Every line in the records below with the string "Some" is to be copied out.
*** Opening DATA EXTRACTS ***
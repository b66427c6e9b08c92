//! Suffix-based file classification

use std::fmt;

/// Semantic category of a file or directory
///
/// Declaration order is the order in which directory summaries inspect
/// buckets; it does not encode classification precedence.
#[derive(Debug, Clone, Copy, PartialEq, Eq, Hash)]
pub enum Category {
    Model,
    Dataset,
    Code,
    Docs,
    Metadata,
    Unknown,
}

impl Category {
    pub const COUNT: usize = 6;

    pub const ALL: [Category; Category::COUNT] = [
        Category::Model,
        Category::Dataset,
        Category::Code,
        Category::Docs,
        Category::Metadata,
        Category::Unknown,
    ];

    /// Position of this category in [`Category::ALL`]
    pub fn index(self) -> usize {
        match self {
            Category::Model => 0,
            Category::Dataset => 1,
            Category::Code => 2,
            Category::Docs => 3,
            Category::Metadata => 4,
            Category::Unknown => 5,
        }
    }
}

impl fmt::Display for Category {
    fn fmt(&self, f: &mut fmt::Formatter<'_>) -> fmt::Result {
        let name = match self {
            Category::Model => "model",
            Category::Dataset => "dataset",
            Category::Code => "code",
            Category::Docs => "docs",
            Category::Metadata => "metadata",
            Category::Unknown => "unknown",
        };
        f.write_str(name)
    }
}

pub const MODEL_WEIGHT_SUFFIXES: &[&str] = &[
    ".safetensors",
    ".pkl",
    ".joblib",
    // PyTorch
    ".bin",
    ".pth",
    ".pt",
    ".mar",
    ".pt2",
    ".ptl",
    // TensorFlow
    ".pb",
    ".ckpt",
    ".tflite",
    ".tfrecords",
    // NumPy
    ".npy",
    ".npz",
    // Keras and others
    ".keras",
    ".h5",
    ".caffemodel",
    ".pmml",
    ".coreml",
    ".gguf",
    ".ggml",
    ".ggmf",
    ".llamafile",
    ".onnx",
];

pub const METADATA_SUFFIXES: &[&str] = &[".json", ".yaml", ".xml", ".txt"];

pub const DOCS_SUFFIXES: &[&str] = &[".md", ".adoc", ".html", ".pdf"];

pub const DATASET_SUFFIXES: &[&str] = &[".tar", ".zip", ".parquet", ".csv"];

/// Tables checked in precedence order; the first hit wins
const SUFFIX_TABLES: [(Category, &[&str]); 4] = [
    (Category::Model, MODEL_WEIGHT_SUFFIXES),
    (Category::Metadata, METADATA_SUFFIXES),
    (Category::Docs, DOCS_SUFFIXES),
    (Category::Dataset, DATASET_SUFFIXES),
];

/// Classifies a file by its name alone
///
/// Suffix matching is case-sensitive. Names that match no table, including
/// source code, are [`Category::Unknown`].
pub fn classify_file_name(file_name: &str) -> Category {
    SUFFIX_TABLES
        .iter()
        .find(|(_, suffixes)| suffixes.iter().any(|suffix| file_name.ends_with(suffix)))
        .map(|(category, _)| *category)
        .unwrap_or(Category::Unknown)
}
*** Closing DATA EXTRACTS ***
*** Opening DATA EXTRACTS ***
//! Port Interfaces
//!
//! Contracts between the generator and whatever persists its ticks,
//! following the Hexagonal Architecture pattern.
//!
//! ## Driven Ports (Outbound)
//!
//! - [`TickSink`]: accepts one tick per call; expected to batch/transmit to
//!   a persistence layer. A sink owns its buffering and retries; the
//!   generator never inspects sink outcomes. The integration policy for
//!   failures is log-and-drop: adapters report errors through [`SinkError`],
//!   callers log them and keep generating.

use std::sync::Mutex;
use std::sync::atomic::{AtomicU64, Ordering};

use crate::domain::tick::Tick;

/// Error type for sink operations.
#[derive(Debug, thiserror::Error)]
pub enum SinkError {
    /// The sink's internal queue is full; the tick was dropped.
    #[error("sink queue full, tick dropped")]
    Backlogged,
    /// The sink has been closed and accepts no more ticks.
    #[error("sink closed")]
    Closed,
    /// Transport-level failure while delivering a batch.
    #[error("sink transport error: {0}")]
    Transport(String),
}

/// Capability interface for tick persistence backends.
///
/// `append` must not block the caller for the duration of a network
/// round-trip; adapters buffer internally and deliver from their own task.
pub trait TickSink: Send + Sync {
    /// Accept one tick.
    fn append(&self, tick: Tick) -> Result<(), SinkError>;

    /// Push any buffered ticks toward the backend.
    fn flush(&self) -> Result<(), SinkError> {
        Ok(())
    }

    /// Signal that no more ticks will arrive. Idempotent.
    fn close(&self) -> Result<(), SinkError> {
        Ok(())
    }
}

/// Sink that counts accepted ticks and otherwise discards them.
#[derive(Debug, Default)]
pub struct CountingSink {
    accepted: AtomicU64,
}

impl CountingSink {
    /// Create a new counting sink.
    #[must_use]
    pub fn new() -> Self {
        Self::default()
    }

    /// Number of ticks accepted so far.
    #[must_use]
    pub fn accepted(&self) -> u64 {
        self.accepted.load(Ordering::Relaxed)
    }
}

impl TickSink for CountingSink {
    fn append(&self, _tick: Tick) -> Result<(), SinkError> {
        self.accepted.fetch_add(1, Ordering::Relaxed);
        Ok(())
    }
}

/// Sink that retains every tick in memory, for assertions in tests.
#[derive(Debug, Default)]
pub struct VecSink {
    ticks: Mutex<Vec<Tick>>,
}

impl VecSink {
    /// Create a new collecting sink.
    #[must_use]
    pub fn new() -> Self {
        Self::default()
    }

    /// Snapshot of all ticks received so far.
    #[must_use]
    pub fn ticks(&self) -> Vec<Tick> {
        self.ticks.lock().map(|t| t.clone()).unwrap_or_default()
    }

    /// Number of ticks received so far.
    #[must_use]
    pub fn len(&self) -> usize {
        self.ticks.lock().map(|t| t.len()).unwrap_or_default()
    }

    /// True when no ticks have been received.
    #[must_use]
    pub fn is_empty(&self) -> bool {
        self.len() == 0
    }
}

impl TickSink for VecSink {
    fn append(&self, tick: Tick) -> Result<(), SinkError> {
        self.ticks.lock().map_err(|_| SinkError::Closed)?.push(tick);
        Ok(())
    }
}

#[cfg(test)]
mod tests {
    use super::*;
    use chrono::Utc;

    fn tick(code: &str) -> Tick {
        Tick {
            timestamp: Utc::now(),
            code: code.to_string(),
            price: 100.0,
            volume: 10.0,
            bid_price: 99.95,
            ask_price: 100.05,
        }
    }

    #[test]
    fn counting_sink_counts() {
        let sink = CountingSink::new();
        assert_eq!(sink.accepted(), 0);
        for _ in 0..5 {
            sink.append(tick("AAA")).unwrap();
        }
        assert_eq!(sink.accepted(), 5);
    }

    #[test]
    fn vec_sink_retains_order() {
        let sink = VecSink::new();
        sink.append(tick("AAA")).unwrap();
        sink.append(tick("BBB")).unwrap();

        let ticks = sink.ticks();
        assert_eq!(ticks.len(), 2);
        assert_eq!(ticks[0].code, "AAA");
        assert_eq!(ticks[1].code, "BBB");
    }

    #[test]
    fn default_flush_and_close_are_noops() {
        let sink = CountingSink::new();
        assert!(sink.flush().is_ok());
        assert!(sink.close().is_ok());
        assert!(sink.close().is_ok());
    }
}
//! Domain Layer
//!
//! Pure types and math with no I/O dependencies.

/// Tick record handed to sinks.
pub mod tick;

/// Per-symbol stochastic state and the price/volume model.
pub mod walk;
*** Closing DATA EXTRACTS ***
*** Opening DATA EXTRACTS ***
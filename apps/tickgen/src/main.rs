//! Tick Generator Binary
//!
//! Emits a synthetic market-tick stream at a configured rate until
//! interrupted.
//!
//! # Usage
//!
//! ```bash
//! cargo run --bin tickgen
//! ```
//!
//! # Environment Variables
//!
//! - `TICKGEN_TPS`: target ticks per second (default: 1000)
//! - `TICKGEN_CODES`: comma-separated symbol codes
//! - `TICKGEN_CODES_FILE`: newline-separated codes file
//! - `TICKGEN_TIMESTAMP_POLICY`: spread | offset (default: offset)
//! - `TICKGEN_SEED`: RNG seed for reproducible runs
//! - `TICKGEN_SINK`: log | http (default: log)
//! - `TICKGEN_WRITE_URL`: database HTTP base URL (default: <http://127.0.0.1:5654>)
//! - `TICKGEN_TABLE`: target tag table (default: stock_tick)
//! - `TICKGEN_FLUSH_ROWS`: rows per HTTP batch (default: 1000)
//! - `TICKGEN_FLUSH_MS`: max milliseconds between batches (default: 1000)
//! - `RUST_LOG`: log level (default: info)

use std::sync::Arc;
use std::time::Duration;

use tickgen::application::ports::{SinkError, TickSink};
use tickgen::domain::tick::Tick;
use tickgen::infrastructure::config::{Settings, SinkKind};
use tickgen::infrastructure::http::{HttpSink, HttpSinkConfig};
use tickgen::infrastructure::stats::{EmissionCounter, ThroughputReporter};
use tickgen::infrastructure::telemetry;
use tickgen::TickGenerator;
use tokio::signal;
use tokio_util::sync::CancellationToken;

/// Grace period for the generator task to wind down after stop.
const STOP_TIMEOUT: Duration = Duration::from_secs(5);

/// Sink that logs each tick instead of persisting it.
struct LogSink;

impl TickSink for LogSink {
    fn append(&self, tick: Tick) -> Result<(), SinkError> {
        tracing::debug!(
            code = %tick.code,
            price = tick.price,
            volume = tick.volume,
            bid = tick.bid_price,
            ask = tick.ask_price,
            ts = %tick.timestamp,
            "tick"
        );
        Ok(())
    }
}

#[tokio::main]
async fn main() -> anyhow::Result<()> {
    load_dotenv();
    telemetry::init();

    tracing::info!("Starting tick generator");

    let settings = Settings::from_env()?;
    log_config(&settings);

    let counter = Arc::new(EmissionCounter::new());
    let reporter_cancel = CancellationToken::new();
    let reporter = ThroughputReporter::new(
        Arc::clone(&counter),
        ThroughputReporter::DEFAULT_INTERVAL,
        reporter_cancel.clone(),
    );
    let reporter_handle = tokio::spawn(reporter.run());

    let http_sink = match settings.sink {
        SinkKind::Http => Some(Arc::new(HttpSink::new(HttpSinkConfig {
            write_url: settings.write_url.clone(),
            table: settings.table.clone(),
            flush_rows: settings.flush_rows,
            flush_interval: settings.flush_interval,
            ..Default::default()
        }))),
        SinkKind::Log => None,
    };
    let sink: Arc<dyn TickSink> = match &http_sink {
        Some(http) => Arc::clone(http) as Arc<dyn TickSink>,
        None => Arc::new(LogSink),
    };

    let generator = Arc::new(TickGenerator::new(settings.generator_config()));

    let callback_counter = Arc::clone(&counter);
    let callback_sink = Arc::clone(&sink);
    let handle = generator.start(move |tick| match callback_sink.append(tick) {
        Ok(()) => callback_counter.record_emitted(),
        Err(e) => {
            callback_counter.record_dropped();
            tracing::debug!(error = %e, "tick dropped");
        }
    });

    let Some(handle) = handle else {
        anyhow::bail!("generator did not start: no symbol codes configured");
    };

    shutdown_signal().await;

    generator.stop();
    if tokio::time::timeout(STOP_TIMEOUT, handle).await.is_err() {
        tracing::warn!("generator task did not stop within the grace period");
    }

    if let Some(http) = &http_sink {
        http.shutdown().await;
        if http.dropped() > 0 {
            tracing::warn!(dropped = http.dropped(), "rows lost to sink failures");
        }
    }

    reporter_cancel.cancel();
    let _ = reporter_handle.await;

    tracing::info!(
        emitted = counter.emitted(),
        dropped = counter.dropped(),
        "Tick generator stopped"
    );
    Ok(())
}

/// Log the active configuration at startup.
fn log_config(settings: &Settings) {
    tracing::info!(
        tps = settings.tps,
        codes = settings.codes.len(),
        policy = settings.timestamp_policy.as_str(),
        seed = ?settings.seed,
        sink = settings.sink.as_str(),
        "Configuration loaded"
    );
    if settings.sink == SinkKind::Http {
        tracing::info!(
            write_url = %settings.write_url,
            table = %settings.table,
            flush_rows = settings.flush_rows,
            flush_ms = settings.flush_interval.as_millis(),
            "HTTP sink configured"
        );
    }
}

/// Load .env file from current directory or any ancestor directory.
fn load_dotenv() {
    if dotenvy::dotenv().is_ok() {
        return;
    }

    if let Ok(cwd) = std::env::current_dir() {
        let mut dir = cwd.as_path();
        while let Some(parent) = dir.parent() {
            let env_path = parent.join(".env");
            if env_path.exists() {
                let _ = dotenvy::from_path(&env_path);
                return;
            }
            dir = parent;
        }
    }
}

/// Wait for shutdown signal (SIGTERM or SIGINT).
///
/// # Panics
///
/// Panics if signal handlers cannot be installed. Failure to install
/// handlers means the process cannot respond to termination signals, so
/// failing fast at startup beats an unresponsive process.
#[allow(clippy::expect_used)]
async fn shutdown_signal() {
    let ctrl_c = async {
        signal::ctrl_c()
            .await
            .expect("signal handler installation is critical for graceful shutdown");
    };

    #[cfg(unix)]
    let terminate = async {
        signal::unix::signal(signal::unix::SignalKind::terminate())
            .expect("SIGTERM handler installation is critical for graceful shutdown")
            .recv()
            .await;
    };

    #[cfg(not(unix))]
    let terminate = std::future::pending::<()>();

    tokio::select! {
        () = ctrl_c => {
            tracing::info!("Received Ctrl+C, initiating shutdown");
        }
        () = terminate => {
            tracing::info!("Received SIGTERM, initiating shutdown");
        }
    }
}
*** Closing DATA EXTRACTS ***
● PROBLEM SOLUTION
        SinkKind::Http => Some(Arc::new(HttpSink::new(HttpSinkConfig {
        Some(http) => Arc::clone(http) as Arc<dyn TickSink>,
    let Some(handle) = handle else {
    if let Some(http) = &http_sink {
        while let Some(parent) = dir.parent() {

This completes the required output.